Defaults shall include:
(a) Obligor's failure to pay or perform this or any agreement with Bank or
breach of any warranty herein, or Borrower's failure to pay or perform any
agreement with Bank.
(b) deleted XXXXXXXXXXXXXXXXX
(c) Any actual deterioration of the Collateral or in the market price
thereof which causes it, to become unsatisfactory as security.
(d) Any levy or seizure against Borrower or any of the Collateral.
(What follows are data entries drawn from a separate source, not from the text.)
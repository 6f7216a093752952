use std::{fs, path::Path};

use anyhow::{anyhow, bail, Context};
use app_logger::{debug, trace};
use filetime::FileTime;
use fs_extra::file::CopyOptions;

/// Moves `from` to `to`, never overwriting an existing `to`.
///
/// Tries a plain rename first. If that fails (eg. the destination is on another
/// filesystem) the file is copied over and the source removed, keeping its timestamps.
pub fn move_file<P, Q>(from: P, to: Q) -> anyhow::Result<()>
where
    P: AsRef<Path>,
    Q: AsRef<Path>,
{
    let from = from.as_ref();
    let to = to.as_ref();

    if !from.is_file() {
        bail!("Source file {from:?} does not exist");
    }

    if to.exists() {
        bail!("Destination {to:?} already exists");
    }

    trace!("Renaming {from:?} to {to:?}");
    let rename_err = match fs::rename(from, to) {
        Ok(()) => return Ok(()),
        Err(e) => e,
    };

    debug!("Rename of {from:?} failed ({rename_err}), falling back to copy");

    let metadata =
        fs::metadata(from).with_context(|| format!("Failed to read metadata of {from:?}"))?;
    let accessed = FileTime::from_last_access_time(&metadata);
    let modified = FileTime::from_last_modification_time(&metadata);

    fs_extra::file::move_file(from, to, &CopyOptions::new())
        .map_err(|e| anyhow!("Failed to move {from:?} to {to:?}: {e}"))?;

    if let Err(e) = filetime::set_file_times(to, accessed, modified) {
        debug!("Failed to transfer file times to {to:?}: {e:?}");
    }

    Ok(())
}
use std::{fs, path::Path};

use anyhow::Context;
use app_logger::{debug, trace};

pub fn ensure_dir<P>(path: P) -> anyhow::Result<()>
where
    P: AsRef<Path>,
{
    let path = path.as_ref();

    if path.is_dir() {
        trace!("Directory {path:?} already exists");
        return Ok(());
    }

    debug!("Creating directory {path:?}");
    fs::create_dir_all(path).with_context(|| format!("Failed to create directory {path:?}"))
}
(e) Death, termination of business, assignment for creditors, insolvency,
appointment of receiver, or the filing of any petition under bankruptcy or
debtor's relief laws of, by or against Obligor or Borrower or any guarantor
of the Debt, if not terminated within 60 days with respect to filings
against borrower or obligor.
(f) Any warranty or representation which is false or is believed in
good faith by Bank to be false.
13. Bank's acceptance of partial or delinquent payments or the failure of Bank
to exercise any right or remedy shall not waive any obligation of Obligor or
Borrower or right of Bank to modify this Agreement, or waive any other similar
default.
14. On transfer of all or any part of the Debt, Bank may transfer all or any
part of the Collateral. Bank may deliver all or any part of the Collateral
to any Obligor at any time. Any such transfer or delivery shall discharge
Bank from all liability and responsibility with respect to such Collateral
transferred or delivered. This Agreement benefits Bank's successors and
assigns and binds Obligor's heirs, legatees, personal representatives,
successors and assigns. Obligor agrees not to assert against any assignee of
Bank any claim or defense that may exist against Bank. Time is of the
essence. This Agreement and supplementary schedules hereto contain the
entire security agreement between Bank and Obligor. Obligor will execute any
additional agreements, assignments or documents reasonably required by Bank
to carry this Agreement into effect.
15. This Agreement shall be governed by and construed in accordance with the
laws of the State of California, to the jurisdiction of whose courts the Obligor
hereby agrees to submit. Obligor agrees that service of process may be
accomplished by any means authorized by California law. All words used herein
in the singular shall be considered to have been used in the plural where the
context and construction so require.